Directions for this task ▸ Beginning with the first line, copy out each line of the material until the line containing "line = excluded.line, column_no" has been copied as well.

The data ▸

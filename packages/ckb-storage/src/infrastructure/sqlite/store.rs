//! Delta application against the SQLite-backed symbol graph.

use rusqlite::{params, Connection};

use crate::domain::models::{AddDelete, AddModDelete, CallEdge, Delta, FileRecord, Reference, Symbol};
use crate::domain::ReferenceKind;
use crate::Result;

const CURRENT_SNAPSHOT_KEY: &str = "current_snapshot_id";

pub(super) fn current_snapshot_id(conn: &Connection) -> Result<String> {
    let mut stmt = conn.prepare("SELECT value FROM meta WHERE key = ?1")?;
    let value: Option<String> = stmt
        .query_row(params![CURRENT_SNAPSHOT_KEY], |row| row.get(0))
        .ok();
    Ok(value.unwrap_or_default())
}

fn set_current_snapshot(conn: &Connection, snapshot_id: &str) -> Result<()> {
    conn.execute(
        "INSERT INTO meta(key, value) VALUES (?1, ?2)
         ON CONFLICT(key) DO UPDATE SET value = excluded.value",
        params![CURRENT_SNAPSHOT_KEY, snapshot_id],
    )?;
    Ok(())
}

fn insert_symbol(conn: &Connection, s: &Symbol) -> Result<()> {
    let modifiers = serde_json::to_string(&s.modifiers)?;
    conn.execute(
        "INSERT INTO symbols (id, name, kind, file_id, line, column_no, language, signature, documentation, modifiers)
         VALUES (?1, ?2, ?3, ?4, ?5, ?6, ?7, ?8, ?9, ?10)
         ON CONFLICT(id) DO UPDATE SET
            name = excluded.name, kind = excluded.kind, file_id = excluded.file_id,
            line = excluded.line, column_no = excluded.column_no, language = excluded.language,
            signature = excluded.signature, documentation = excluded.documentation,
            modifiers = excluded.modifiers",
        params![
            s.id,
            s.name,
            s.kind.as_str(),
            s.file_id,
            s.line,
            s.column,
            s.language,
            s.signature,
            s.documentation,
            modifiers
        ],
    )?;
    Ok(())
}

fn insert_file(conn: &Connection, f: &FileRecord) -> Result<()> {
    conn.execute(
        "INSERT INTO files (id, path, language) VALUES (?1, ?2, ?3)
         ON CONFLICT(id) DO UPDATE SET path = excluded.path, language = excluded.language",
        params![f.id, f.path, f.language],
    )?;
    Ok(())
}

fn insert_reference(conn: &Connection, r: &Reference) -> Result<()> {
    conn.execute(
        "INSERT OR REPLACE INTO refs (from_file_id, line, column_no, to_symbol_id, kind, language)
         VALUES (?1, ?2, ?3, ?4, ?5, ?6)",
        params![r.from_file_id, r.line, r.column, r.to_symbol_id, r.kind.as_str(), r.language],
    )?;
    Ok(())
}

fn delete_reference_by_key(conn: &Connection, key: &str) -> Result<()> {
    let parts: Vec<&str> = key.splitn(4, ':').collect();
    if parts.len() != 4 {
        return Ok(());
    }
    conn.execute(
        "DELETE FROM refs WHERE from_file_id = ?1 AND line = ?2 AND column_no = ?3 AND to_symbol_id = ?4",
        params![parts[0], parts[1].parse::<i64>().unwrap_or(-1), parts[2].parse::<i64>().unwrap_or(-1), parts[3]],
    )?;
    Ok(())
}

fn insert_call_edge(conn: &Connection, e: &CallEdge) -> Result<()> {
    conn.execute(
        "INSERT OR REPLACE INTO callgraph (caller_file_id, call_line, call_column, caller_id, callee_id, language)
         VALUES (?1, ?2, ?3, ?4, ?5, ?6)",
        params![e.caller_file_id, e.call_line, e.call_column, e.caller_id, e.callee_id, e.language],
    )?;
    Ok(())
}

fn delete_call_edge_by_key(conn: &Connection, key: &str) -> Result<()> {
    let parts: Vec<&str> = key.splitn(4, ':').collect();
    if parts.len() != 4 {
        return Ok(());
    }
    conn.execute(
        "DELETE FROM callgraph WHERE caller_file_id = ?1 AND call_line = ?2 AND call_column = ?3 AND callee_id = ?4",
        params![parts[0], parts[1].parse::<i64>().unwrap_or(-1), parts[2].parse::<i64>().unwrap_or(-1), parts[3]],
    )?;
    Ok(())
}

pub(super) fn apply(conn: &mut Connection, delta: &Delta) -> Result<()> {
    let tx = conn.transaction()?;

    // Files are upserted before symbols (symbols.file_id is a foreign key
    // into files) and their deletions applied after symbols are deleted, so
    // a delta that adds/removes a file and its symbols together never trips
    // the foreign-key constraint mid-transaction.
    upsert_files(&tx, &delta.deltas.files)?;
    apply_symbols(&tx, &delta.deltas.symbols)?;
    delete_files(&tx, &delta.deltas.files)?;
    apply_refs(&tx, &delta.deltas.refs)?;
    apply_call_edges(&tx, &delta.deltas.call_graph)?;
    set_current_snapshot(&tx, &delta.new_snapshot_id)?;

    tx.commit()?;
    Ok(())
}

fn apply_symbols(conn: &Connection, bucket: &AddModDelete<Symbol>) -> Result<()> {
    for s in bucket.added.iter().chain(bucket.modified.iter()) {
        insert_symbol(conn, s)?;
    }
    for id in &bucket.deleted {
        conn.execute("DELETE FROM symbols WHERE id = ?1", params![id])?;
    }
    Ok(())
}

fn upsert_files(conn: &Connection, bucket: &AddModDelete<FileRecord>) -> Result<()> {
    for f in bucket.added.iter().chain(bucket.modified.iter()) {
        insert_file(conn, f)?;
    }
    Ok(())
}

fn delete_files(conn: &Connection, bucket: &AddModDelete<FileRecord>) -> Result<()> {
    for id in &bucket.deleted {
        conn.execute("DELETE FROM files WHERE id = ?1", params![id])?;
    }
    Ok(())
}

fn apply_refs(conn: &Connection, bucket: &AddDelete<Reference>) -> Result<()> {
    for r in &bucket.added {
        insert_reference(conn, r)?;
    }
    for key in &bucket.deleted {
        delete_reference_by_key(conn, key)?;
    }
    Ok(())
}

fn apply_call_edges(conn: &Connection, bucket: &AddDelete<CallEdge>) -> Result<()> {
    for e in &bucket.added {
        insert_call_edge(conn, e)?;
    }
    for key in &bucket.deleted {
        delete_call_edge_by_key(conn, key)?;
    }
    Ok(())
}

pub(super) fn row_to_symbol(row: &rusqlite::Row) -> rusqlite::Result<Symbol> {
    let kind_str: String = row.get("kind")?;
    let modifiers_json: String = row.get("modifiers")?;
    Ok(Symbol {
        id: row.get("id")?,
        name: row.get("name")?,
        kind: crate::domain::SymbolKind::from_str(&kind_str).unwrap_or(crate::domain::SymbolKind::Variable),
        file_id: row.get("file_id")?,
        line: row.get("line")?,
        column: row.get("column_no")?,
        language: row.get("language")?,
        signature: row.get("signature")?,
        documentation: row.get("documentation")?,
        modifiers: serde_json::from_str(&modifiers_json).unwrap_or_default(),
        declared_hash: None,
    })
}

pub(super) fn row_to_reference(row: &rusqlite::Row) -> rusqlite::Result<Reference> {
    let kind_str: String = row.get("kind")?;
    Ok(Reference {
        from_file_id: row.get("from_file_id")?,
        line: row.get("line")?,
        column: row.get("column_no")?,
        to_symbol_id: row.get("to_symbol_id")?,
        kind: ReferenceKind::from_str(&kind_str).unwrap_or(ReferenceKind::Read),
        language: row.get("language")?,
    })
}

pub(super) fn row_to_call_edge(row: &rusqlite::Row) -> rusqlite::Result<CallEdge> {
    Ok(CallEdge {
        caller_file_id: row.get("caller_file_id")?,
        call_line: row.get("call_line")?,
        call_column: row.get("call_column")?,
        caller_id: row.get("caller_id")?,
        callee_id: row.get("callee_id")?,
        language: row.get("language")?,
    })
}

pub(super) fn row_to_file(row: &rusqlite::Row) -> rusqlite::Result<FileRecord> {
    Ok(FileRecord {
        id: row.get("id")?,
        path: row.get("path")?,
        language: row.get("language")?,
        declared_hash: None,
    })
}
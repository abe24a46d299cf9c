//! Domain layer — entity models and the storage port they flow through.
//!
//! HEXAGONAL ARCHITECTURE:
//! - No external dependencies beyond serde (models are pure data).
//! - `ports` defines the interface; `infrastructure::sqlite` implements it.

pub mod models;
pub mod ports;

pub use models::{
    AddDelete, AddModDelete, CallEdge, Delta, DeltaSections, DeltaStats, FileRecord, Reference,
    ReferenceKind, SnapshotId, Symbol, SymbolKind,
};
pub use ports::SymbolGraph;
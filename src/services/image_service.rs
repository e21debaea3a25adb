//! src/services/image_service.rs
//!
//! ImageService — upload, list, fetch and delete orchestration. Each
//! operation writes through to the object store and the metadata store in
//! turn; nothing spans the two, so a failure between steps can leave an
//! orphaned payload behind.

use crate::{
    models::image::{
        ImageMetadata, ImageRecord, TagsInput, blob_key, format_timestamp, normalize_timestamp,
    },
    services::{
        metadata_store::{MetadataStore, StoreError},
        object_store::{ObjectStore, ObjectStoreError},
        pagination::{TokenError, decode_token, encode_token},
        query::{ImageQuery, QueryPlan},
    },
};
use base64::{Engine as _, engine::general_purpose};
use bytes::Bytes;
use chrono::Utc;
use std::sync::Arc;
use thiserror::Error;
use tracing::{error, info, instrument, warn};
use uuid::Uuid;

pub const DEFAULT_PAGE_LIMIT: usize = 50;
pub const MAX_PAGE_LIMIT: usize = 1000;

#[derive(Debug, Error)]
pub enum ImageError {
    #[error("{0}")]
    Validation(String),
    #[error("image `{0}` not found")]
    NotFound(String),
    #[error("invalid next_token: {0}")]
    MalformedToken(#[from] TokenError),
    #[error("object storage failed: {0}")]
    UpstreamStorage(#[from] ObjectStoreError),
    #[error(transparent)]
    StoreUnavailable(#[from] StoreError),
}

pub type ImageResult<T> = Result<T, ImageError>;

/// An upload as received from either request shape. Mandatory fields stay
/// optional here so that validation happens in one place.
#[derive(Debug, Default)]
pub struct ImageUpload {
    pub owner_id: Option<String>,
    pub file_name: Option<String>,
    pub content_type: Option<String>,
    pub payload: Option<ImagePayload>,
    pub tags: Option<TagsInput>,
    pub description: Option<String>,
}

/// Image bytes as received: raw from a form part, or base64 text from JSON.
/// Base64 is decoded only once the mandatory fields are known to be present.
#[derive(Debug, Clone)]
pub enum ImagePayload {
    Raw(Bytes),
    Base64(String),
}

impl ImagePayload {
    fn into_bytes(self) -> ImageResult<Bytes> {
        match self {
            ImagePayload::Raw(bytes) => Ok(bytes),
            ImagePayload::Base64(data) => decode_base64_image(&data),
        }
    }
}

#[derive(Debug, Clone, PartialEq, Eq)]
pub struct UploadReceipt {
    pub image_id: String,
    pub created_at: String,
}

/// Listing request with raw, unvalidated bounds and token.
#[derive(Debug, Default, Clone)]
pub struct ListImagesParams {
    pub owner_id: Option<String>,
    pub created_from: Option<String>,
    pub created_to: Option<String>,
    pub tag: Option<String>,
    pub content_type: Option<String>,
    pub limit: Option<usize>,
    pub next_token: Option<String>,
}

#[derive(Debug)]
pub struct ImageListing {
    pub items: Vec<ImageMetadata>,
    pub next_token: Option<String>,
}

#[derive(Debug)]
pub struct ImageDownload {
    pub file_name: String,
    pub content_type: String,
    pub body: Bytes,
}

#[derive(Clone)]
pub struct ImageService {
    records: MetadataStore,
    objects: Arc<dyn ObjectStore>,
    bucket: String,
}

impl ImageService {
    pub fn new(
        records: MetadataStore,
        objects: Arc<dyn ObjectStore>,
        bucket: impl Into<String>,
    ) -> Self {
        Self {
            records,
            objects,
            bucket: bucket.into(),
        }
    }

    pub fn records(&self) -> &MetadataStore {
        &self.records
    }

    pub fn objects(&self) -> &dyn ObjectStore {
        self.objects.as_ref()
    }

    /// Store a new image: payload first, then its metadata record.
    #[instrument(skip_all, fields(owner_id = upload.owner_id.as_deref().unwrap_or_default()))]
    pub async fn upload(&self, upload: ImageUpload) -> ImageResult<UploadReceipt> {
        let owner_id = required(upload.owner_id, "user_id")?;
        let file_name = required(upload.file_name, "file_name")?;
        let content_type = required(upload.content_type, "content_type")?;
        let payload = upload
            .payload
            .ok_or_else(|| ImageError::Validation("image payload is required".into()))?
            .into_bytes()?;

        let image_id = Uuid::new_v4().to_string();
        let created_at = format_timestamp(Utc::now());
        let key = blob_key(&owner_id, &image_id, &file_name);

        self.objects
            .put(&self.bucket, &key, payload.clone(), &content_type)
            .await
            .inspect_err(|err| error!(%image_id, "payload write failed: {err}"))?;

        let record = ImageRecord {
            owner_id,
            created_at: created_at.clone(),
            image_id: image_id.clone(),
            file_name,
            content_type,
            size_bytes: payload.len() as i64,
            tags: upload.tags.map(TagsInput::normalize).unwrap_or_default(),
            description: upload.description.unwrap_or_default(),
            blob_bucket: self.bucket.clone(),
            blob_key: key,
        };
        self.records
            .put(&record)
            .await
            .inspect_err(|err| {
                error!(%image_id, "metadata write failed, payload orphaned: {err}")
            })?;

        info!(%image_id, %created_at, size_bytes = record.size_bytes, "image stored");
        Ok(UploadReceipt {
            image_id,
            created_at,
        })
    }

    /// One page of an owner's images, newest first.
    pub async fn list(&self, params: ListImagesParams) -> ImageResult<ImageListing> {
        let owner_id = required(params.owner_id, "user_id")?;
        let created_from = params
            .created_from
            .map(|raw| bound(&raw, "created_from"))
            .transpose()?;
        let created_to = params
            .created_to
            .map(|raw| bound(&raw, "created_to"))
            .transpose()?;
        let exclusive_start = decode_token(params.next_token.as_deref())?;

        let plan = QueryPlan::new(ImageQuery {
            owner_id,
            created_from,
            created_to,
            tag: params.tag,
            content_type: params.content_type,
            limit: params
                .limit
                .unwrap_or(DEFAULT_PAGE_LIMIT)
                .clamp(1, MAX_PAGE_LIMIT),
            exclusive_start,
        })?;

        let page = self.records.query(&plan).await?;
        Ok(ImageListing {
            next_token: encode_token(page.last_evaluated_key.as_ref()),
            items: page.records.into_iter().map(ImageMetadata::from).collect(),
        })
    }

    pub async fn get_metadata(&self, image_id: &str) -> ImageResult<ImageMetadata> {
        self.resolve(image_id).await.map(ImageMetadata::from)
    }

    pub async fn download(&self, image_id: &str) -> ImageResult<ImageDownload> {
        let record = self.resolve(image_id).await?;
        let body = self
            .objects
            .get(&record.blob_bucket, &record.blob_key)
            .await
            .map_err(|err| match err {
                ObjectStoreError::NotFound { .. } => ImageError::NotFound(image_id.to_string()),
                other => ImageError::UpstreamStorage(other),
            })?;

        Ok(ImageDownload {
            file_name: record.file_name,
            content_type: record.content_type,
            body,
        })
    }

    /// Remove payload then record. A payload delete failure is logged and
    /// does not stop the record delete.
    #[instrument(skip(self))]
    pub async fn delete(&self, image_id: &str) -> ImageResult<()> {
        let record = self.resolve(image_id).await?;

        if let Err(err) = self
            .objects
            .delete(&record.blob_bucket, &record.blob_key)
            .await
        {
            warn!(
                bucket = %record.blob_bucket,
                key = %record.blob_key,
                "payload delete failed, removing metadata anyway: {err}"
            );
        }

        self.records.delete_by_key(&record.key()).await?;
        info!("image deleted");
        Ok(())
    }

    async fn resolve(&self, image_id: &str) -> ImageResult<ImageRecord> {
        self.records
            .get_by_image_id(image_id)
            .await?
            .ok_or_else(|| ImageError::NotFound(image_id.to_string()))
    }
}

fn required(value: Option<String>, field: &str) -> ImageResult<String> {
    value
        .filter(|v| !v.is_empty())
        .ok_or_else(|| ImageError::Validation(format!("{field} is required")))
}

/// Decode base64 image data, tolerating a `data:<mime>;base64,` prefix.
fn decode_base64_image(data: &str) -> ImageResult<Bytes> {
    let encoded = match data.split_once("base64,") {
        Some((_, rest)) => rest,
        None => data,
    };
    general_purpose::STANDARD
        .decode(encoded.trim())
        .map(Bytes::from)
        .map_err(|_| ImageError::Validation("Invalid base64 image data".into()))
}

fn bound(raw: &str, field: &str) -> ImageResult<String> {
    normalize_timestamp(raw)
        .ok_or_else(|| ImageError::Validation(format!("{field} must be an RFC 3339 timestamp")))
}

Answer section ▸
filename packages/ckb-storage/src/infrastructure/sqlite/store.rs
//! Delta application against the SQLite-backed symbol graph.

use rusqlite::{params, Connection};

use crate::domain::models::{AddDelete, AddModDelete, CallEdge, Delta, FileRecord, Reference, Symbol};
use crate::domain::ReferenceKind;
use crate::Result;

const CURRENT_SNAPSHOT_KEY: &str = "current_snapshot_id";

pub(super) fn current_snapshot_id(conn: &Connection) -> Result<String> {
    let mut stmt = conn.prepare("SELECT value FROM meta WHERE key = ?1")?;
    let value: Option<String> = stmt
        .query_row(params![CURRENT_SNAPSHOT_KEY], |row| row.get(0))
        .ok();
    Ok(value.unwrap_or_default())
}

fn set_current_snapshot(conn: &Connection, snapshot_id: &str) -> Result<()> {
    conn.execute(
        "INSERT INTO meta(key, value) VALUES (?1, ?2)
         ON CONFLICT(key) DO UPDATE SET value = excluded.value",
        params![CURRENT_SNAPSHOT_KEY, snapshot_id],
    )?;
    Ok(())
}

fn insert_symbol(conn: &Connection, s: &Symbol) -> Result<()> {
    let modifiers = serde_json::to_string(&s.modifiers)?;
    conn.execute(
        "INSERT INTO symbols (id, name, kind, file_id, line, column_no, language, signature, documentation, modifiers)
         VALUES (?1, ?2, ?3, ?4, ?5, ?6, ?7, ?8, ?9, ?10)
         ON CONFLICT(id) DO UPDATE SET
            name = excluded.name, kind = excluded.kind, file_id = excluded.file_id,
            line = excluded.line, column_no = excluded.column_no, language = excluded.language,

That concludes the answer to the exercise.